Military Good-byes

Lughnasa and the Korea Moon

Tuesday gratefuls: My son’s 88 on the Osan golf course. Seoah. Their golf. Murdoch. Rodeo. The money funnel of Korean businesses right across the street from Osan Air Base. The Plaque Shop. That Philly cheese-steak spot. The Blue Opera. The sim card guy. Lifting the bollards. The Galbi place where my son, Seoah, Kate, and I ate in 2016. A general air of sleaziness. One spot with a sign: No Koreans.

Sparks of Joy and Awe: lunch with my son

One brief shining: Songtan streets (ro) filled with small businesses, no chain stores that I’ve seen, a  mechanics place with car lifts and old tires out front next to a grilled fish joint, the occasional shiny store selling phones, a coffee shop, a plant store, taxis and delivery guys, folks coming home from work on the streets, us slower folks walking the sidewalks where they exist, otherwise dodging in and out of traffic along with the vehicles.

 

The military takes good-byes seriously. There are going away dinners. Plaques get made. Even an entire photograph and position title sign taken down and framed. My son also had a banner made with his senior enlisted, Master Sergeant Rocket’s seven call signs. It fits on a stanchion. A challenge coin, too.

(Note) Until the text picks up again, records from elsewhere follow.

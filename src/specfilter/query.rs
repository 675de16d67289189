//! # Query Language
//!
//! A small text syntax for building specifications at runtime, used by the
//! CLI and by anything else that receives filters as strings.
//!
//! ```text
//! expr  := term ('|' term)*
//! term  := unary ('&' unary)*
//! unary := '!' unary | '(' expr ')' | '*' | cond
//! cond  := IDENT ('=' | '!=') VALUE (',' VALUE)*
//! ```
//!
//! `!` binds tighter than `&`, which binds tighter than `|`. `&&` and `||` are
//! accepted as spellings of `&` and `|`. `*` matches every item. Values are
//! bare words or double-quoted strings, where `\"` and `\\` escape a quote
//! and a backslash. Nesting through `!` and parentheses is limited to
//! [`MAX_DEPTH`] levels.
//!
//! Parsing happens in two steps:
//!
//! 1. [`parse`] turns text into a [`Query`] tree (syntax only)
//! 2. [`Query::compile`] checks the tree against an item type's attribute
//!    schema and produces an owned [`BoxedSpec`]
//!
//! On list attributes `=` means "contains" for one value and "contains all"
//! for several; `!=` negates that. An empty query matches everything.

use crate::attributes::{lookup, AttrSpec, AttrValue, AttributeKind, Attributes};
use crate::error::{Result, SpecFilterError};
use crate::specification::{AllOf, AlwaysTrue, AnyOf, BoxedSpec, Not};
use std::fmt;

/// Deepest nesting of `!` and parentheses a query may use.
pub const MAX_DEPTH: usize = 256;

/// Comparison used in a condition.
#[derive(Debug, Clone, Copy, PartialEq, Eq)]
pub enum CondOp {
    Eq,
    Ne,
}

impl CondOp {
    fn symbol(&self) -> &'static str {
        match self {
            CondOp::Eq => "=",
            CondOp::Ne => "!=",
        }
    }
}

/// Parsed, not yet validated, query tree.
#[derive(Debug, Clone, PartialEq, Eq)]
pub enum Query {
    /// The empty query.
    All,
    Cond {
        attr: String,
        op: CondOp,
        values: Vec<String>,
        position: usize,
    },
    Not(Box<Query>),
    And(Vec<Query>),
    Or(Vec<Query>),
}

impl Query {
    /// Validate against `T`'s schema and build the specification.
    pub fn compile<T: Attributes + 'static>(&self) -> Result<BoxedSpec<T>> {
        match self {
            Query::All => Ok(Box::new(AlwaysTrue)),
            Query::Cond {
                attr,
                op,
                values,
                position,
            } => compile_cond::<T>(attr, *op, values, *position),
            Query::Not(inner) => Ok(Box::new(Not::new(inner.compile::<T>()?))),
            Query::And(children) => {
                let specs = children
                    .iter()
                    .map(|q| q.compile::<T>())
                    .collect::<Result<Vec<_>>>()?;
                Ok(Box::new(AllOf::new(specs)))
            }
            Query::Or(children) => {
                let specs = children
                    .iter()
                    .map(|q| q.compile::<T>())
                    .collect::<Result<Vec<_>>>()?;
                Ok(Box::new(AnyOf::new(specs)))
            }
        }
    }
}

impl fmt::Display for Query {
    fn fmt(&self, f: &mut fmt::Formatter<'_>) -> fmt::Result {
        match self {
            Query::All => f.write_str("*"),
            Query::Cond {
                attr, op, values, ..
            } => {
                let rendered: Vec<String> = values.iter().map(|v| quote_if_needed(v)).collect();
                write!(f, "{}{}{}", attr, op.symbol(), rendered.join(","))
            }
            Query::Not(inner) => match inner.as_ref() {
                Query::And(_) | Query::Or(_) => write!(f, "!({})", inner),
                _ => write!(f, "!{}", inner),
            },
            Query::And(children) => write_joined(f, children, " & ", true),
            Query::Or(children) => write_joined(f, children, " | ", false),
        }
    }
}

fn write_joined(
    f: &mut fmt::Formatter<'_>,
    children: &[Query],
    sep: &str,
    wrap_or: bool,
) -> fmt::Result {
    for (i, child) in children.iter().enumerate() {
        if i > 0 {
            f.write_str(sep)?;
        }
        if wrap_or && matches!(child, Query::Or(_)) {
            write!(f, "({})", child)?;
        } else {
            write!(f, "{}", child)?;
        }
    }
    Ok(())
}

fn quote_if_needed(value: &str) -> String {
    if !value.is_empty() && value.chars().all(is_word_char) {
        value.to_string()
    } else {
        let escaped = value.replace('\\', "\\\\").replace('"', "\\\"");
        format!("\"{}\"", escaped)
    }
}

fn compile_cond<T: Attributes + 'static>(
    attr: &str,
    op: CondOp,
    values: &[String],
    position: usize,
) -> Result<BoxedSpec<T>> {
    let def = lookup(T::schema(), attr)
        .ok_or_else(|| SpecFilterError::UnknownAttribute(attr.to_string()))?;
    if !def.filterable {
        return Err(SpecFilterError::NotFilterable(attr.to_string()));
    }
    if let Some(bad) = values.iter().find(|v| !def.accepts(v)) {
        return Err(SpecFilterError::InvalidValue {
            attr: attr.to_string(),
            value: bad.clone(),
        });
    }

    if def.kind == AttributeKind::List {
        let spec = if values.len() == 1 {
            AttrSpec::contains(attr, values[0].clone())
        } else {
            AttrSpec::contains_all(attr, values.to_vec())
        };
        let compiled: BoxedSpec<T> = match op {
            CondOp::Eq => Box::new(spec),
            CondOp::Ne => Box::new(Not::new(spec)),
        };
        return Ok(compiled);
    }

    let [value] = values else {
        return Err(SpecFilterError::Query {
            position,
            message: format!("'{}' takes a single value", attr),
        });
    };
    let value = match def.kind {
        AttributeKind::Enum => AttrValue::Enum(value.to_ascii_lowercase()),
        AttributeKind::Bool => AttrValue::Bool(value == "true"),
        AttributeKind::Text | AttributeKind::List => AttrValue::Text(value.clone()),
    };
    let spec = match op {
        CondOp::Eq => AttrSpec::eq(attr, value),
        CondOp::Ne => AttrSpec::ne(attr, value),
    };
    Ok(Box::new(spec))
}

/// Parse text and compile it for `T` in one step.
pub fn parse_query<T: Attributes + 'static>(input: &str) -> Result<BoxedSpec<T>> {
    parse(input)?.compile::<T>()
}

/// Parse text into a [`Query`] tree.
pub fn parse(input: &str) -> Result<Query> {
    let tokens = tokenize(input)?;
    if tokens.is_empty() {
        return Ok(Query::All);
    }

    let mut parser = Parser {
        tokens,
        pos: 0,
        depth: 0,
        end: input.chars().count() + 1,
    };
    let query = parser.parse_or()?;
    if let Some(token) = parser.peek() {
        return Err(SpecFilterError::Query {
            position: token.position,
            message: format!("unexpected {}", token.kind.describe()),
        });
    }
    Ok(query)
}

#[derive(Debug, Clone, PartialEq, Eq)]
enum TokenKind {
    Word(String),
    Quoted(String),
    Eq,
    Ne,
    And,
    Or,
    Not,
    LParen,
    RParen,
    Comma,
    Star,
}

impl TokenKind {
    fn describe(&self) -> String {
        match self {
            TokenKind::Word(w) => format!("'{}'", w),
            TokenKind::Quoted(w) => format!("\"{}\"", w),
            TokenKind::Eq => "'='".to_string(),
            TokenKind::Ne => "'!='".to_string(),
            TokenKind::And => "'&'".to_string(),
            TokenKind::Or => "'|'".to_string(),
            TokenKind::Not => "'!'".to_string(),
            TokenKind::LParen => "'('".to_string(),
            TokenKind::RParen => "')'".to_string(),
            TokenKind::Comma => "','".to_string(),
            TokenKind::Star => "'*'".to_string(),
        }
    }
}

#[derive(Debug, Clone)]
struct Token {
    kind: TokenKind,
    /// 1-based column of the token's first character.
    position: usize,
}

fn is_word_char(c: char) -> bool {
    c.is_alphanumeric() || matches!(c, '_' | '-' | '.')
}

fn tokenize(input: &str) -> Result<Vec<Token>> {
    let chars: Vec<char> = input.chars().collect();
    let mut tokens = Vec::new();
    let mut i = 0;

    while i < chars.len() {
        let c = chars[i];
        let position = i + 1;

        if c.is_whitespace() {
            i += 1;
            continue;
        }

        let (kind, width) = match c {
            '=' => (TokenKind::Eq, 1),
            '!' if chars.get(i + 1) == Some(&'=') => (TokenKind::Ne, 2),
            '!' => (TokenKind::Not, 1),
            '&' if chars.get(i + 1) == Some(&'&') => (TokenKind::And, 2),
            '&' => (TokenKind::And, 1),
            '|' if chars.get(i + 1) == Some(&'|') => (TokenKind::Or, 2),
            '|' => (TokenKind::Or, 1),
            '(' => (TokenKind::LParen, 1),
            ')' => (TokenKind::RParen, 1),
            ',' => (TokenKind::Comma, 1),
            '*' => (TokenKind::Star, 1),
            '"' => {
                let mut value = String::new();
                let mut j = i + 1;
                loop {
                    match chars.get(j) {
                        None => {
                            return Err(SpecFilterError::Query {
                                position,
                                message: "unterminated string".to_string(),
                            })
                        }
                        Some('\\') if matches!(chars.get(j + 1), Some('"') | Some('\\')) => {
                            value.push(chars[j + 1]);
                            j += 2;
                        }
                        Some('"') => break,
                        Some(ch) => {
                            value.push(*ch);
                            j += 1;
                        }
                    }
                }
                (TokenKind::Quoted(value), j + 1 - i)
            }
            c if is_word_char(c) => {
                let word: String = chars[i..].iter().take_while(|c| is_word_char(**c)).collect();
                let width = word.chars().count();
                (TokenKind::Word(word), width)
            }
            other => {
                return Err(SpecFilterError::Query {
                    position,
                    message: format!("unexpected character '{}'", other),
                })
            }
        };

        tokens.push(Token { kind, position });
        i += width;
    }

    Ok(tokens)
}

struct Parser {
    tokens: Vec<Token>,
    pos: usize,
    /// Current nesting through `!` and `(`.
    depth: usize,
    /// Column reported for errors at end of input.
    end: usize,
}

impl Parser {
    fn peek(&self) -> Option<&Token> {
        self.tokens.get(self.pos)
    }

    fn next_if(&mut self, kind: &TokenKind) -> bool {
        if self.peek().map(|t| &t.kind) == Some(kind) {
            self.pos += 1;
            true
        } else {
            false
        }
    }

    fn error_here(&self, expected: &str) -> SpecFilterError {
        match self.peek() {
            Some(token) => SpecFilterError::Query {
                position: token.position,
                message: format!("expected {}, found {}", expected, token.kind.describe()),
            },
            None => SpecFilterError::Query {
                position: self.end,
                message: format!("expected {}, found end of query", expected),
            },
        }
    }

    fn parse_or(&mut self) -> Result<Query> {
        let mut children = vec![self.parse_and()?];
        while self.next_if(&TokenKind::Or) {
            children.push(self.parse_and()?);
        }
        Ok(if children.len() == 1 {
            children.remove(0)
        } else {
            Query::Or(children)
        })
    }

    fn parse_and(&mut self) -> Result<Query> {
        let mut children = vec![self.parse_unary()?];
        while self.next_if(&TokenKind::And) {
            children.push(self.parse_unary()?);
        }
        Ok(if children.len() == 1 {
            children.remove(0)
        } else {
            Query::And(children)
        })
    }

    fn parse_unary(&mut self) -> Result<Query> {
        let position = self.peek().map_or(self.end, |t| t.position);
        if self.next_if(&TokenKind::Not) {
            self.descend(position)?;
            let inner = self.parse_unary()?;
            self.depth -= 1;
            return Ok(Query::Not(Box::new(inner)));
        }
        if self.next_if(&TokenKind::LParen) {
            self.descend(position)?;
            let inner = self.parse_or()?;
            if !self.next_if(&TokenKind::RParen) {
                return Err(self.error_here("')'"));
            }
            self.depth -= 1;
            return Ok(inner);
        }
        if self.next_if(&TokenKind::Star) {
            return Ok(Query::All);
        }
        self.parse_cond()
    }

    fn descend(&mut self, position: usize) -> Result<()> {
        self.depth += 1;
        if self.depth > MAX_DEPTH {
            return Err(SpecFilterError::Query {
                position,
                message: "query nested too deeply".to_string(),
            });
        }
        Ok(())
    }

    fn parse_cond(&mut self) -> Result<Query> {
        let (attr, position) = match self.peek() {
            Some(Token {
                kind: TokenKind::Word(w),
                position,
            }) => (w.clone(), *position),
            _ => return Err(self.error_here("an attribute name")),
        };
        self.pos += 1;

        let op = if self.next_if(&TokenKind::Eq) {
            CondOp::Eq
        } else if self.next_if(&TokenKind::Ne) {
            CondOp::Ne
        } else {
            return Err(self.error_here("'=' or '!='"));
        };

        let mut values = vec![self.parse_value()?];
        while self.next_if(&TokenKind::Comma) {
            values.push(self.parse_value()?);
        }

        Ok(Query::Cond {
            attr,
            op,
            values,
            position,
        })
    }

    fn parse_value(&mut self) -> Result<String> {
        let value = match self.peek().map(|t| &t.kind) {
            Some(TokenKind::Word(v)) | Some(TokenKind::Quoted(v)) => v.clone(),
            _ => return Err(self.error_here("a value")),
        };
        self.pos += 1;
        Ok(value)
    }
}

The Plaque store in the Rodeo has a plaque for every occasion. And specializes in personalization. There are window boxes with swords, models of various planes, maps of Korea, clocks, animals like tigers and cobras. A whole counter full of patches made into metal. A thriving business. The proprietoress found my son’s order, gave him a well used receipt book to sign, flipping through pages and pages of orders, finding his.

We stopped into the sim card store where my son paid his monthly bill for South Korea telecom. He went on to another store while I took photographs. One door read Welcome Thirsty People. Another place, the Blue Opera had gargoyles and other strange animals as part of an elaborate sign. Seemed to be an open air coffee shop. Couldn’t make out why the name or the sign made sense.

When my son came back, we went down a narrow street to a hole in the wall joint with booths and walls made of plywood varnished and polyurethaned, very basic. A short Korean man with a white paper fry cook’s hat took our orders, One with jalapenos no onions, one with onions no jalapenos? Yes. A bit later a hot Philly cheese steak and some fries. It was so nice to have lunch with my boy.

He and Seoah later went to the golf course on base to play 18 holes. I stayed home this time, fed Murdoch, read. Watched some TV. Resting my sore hip. Gonna see a doc today if Seoah can get me an appointment. The hip has begun to get in the way of sight seeing. Some temporary solution, I hope. See Kristin when I get home if it’s still a problem.

Want to find some way to deal with it since I go to Israel less than a month after I get back from Korea.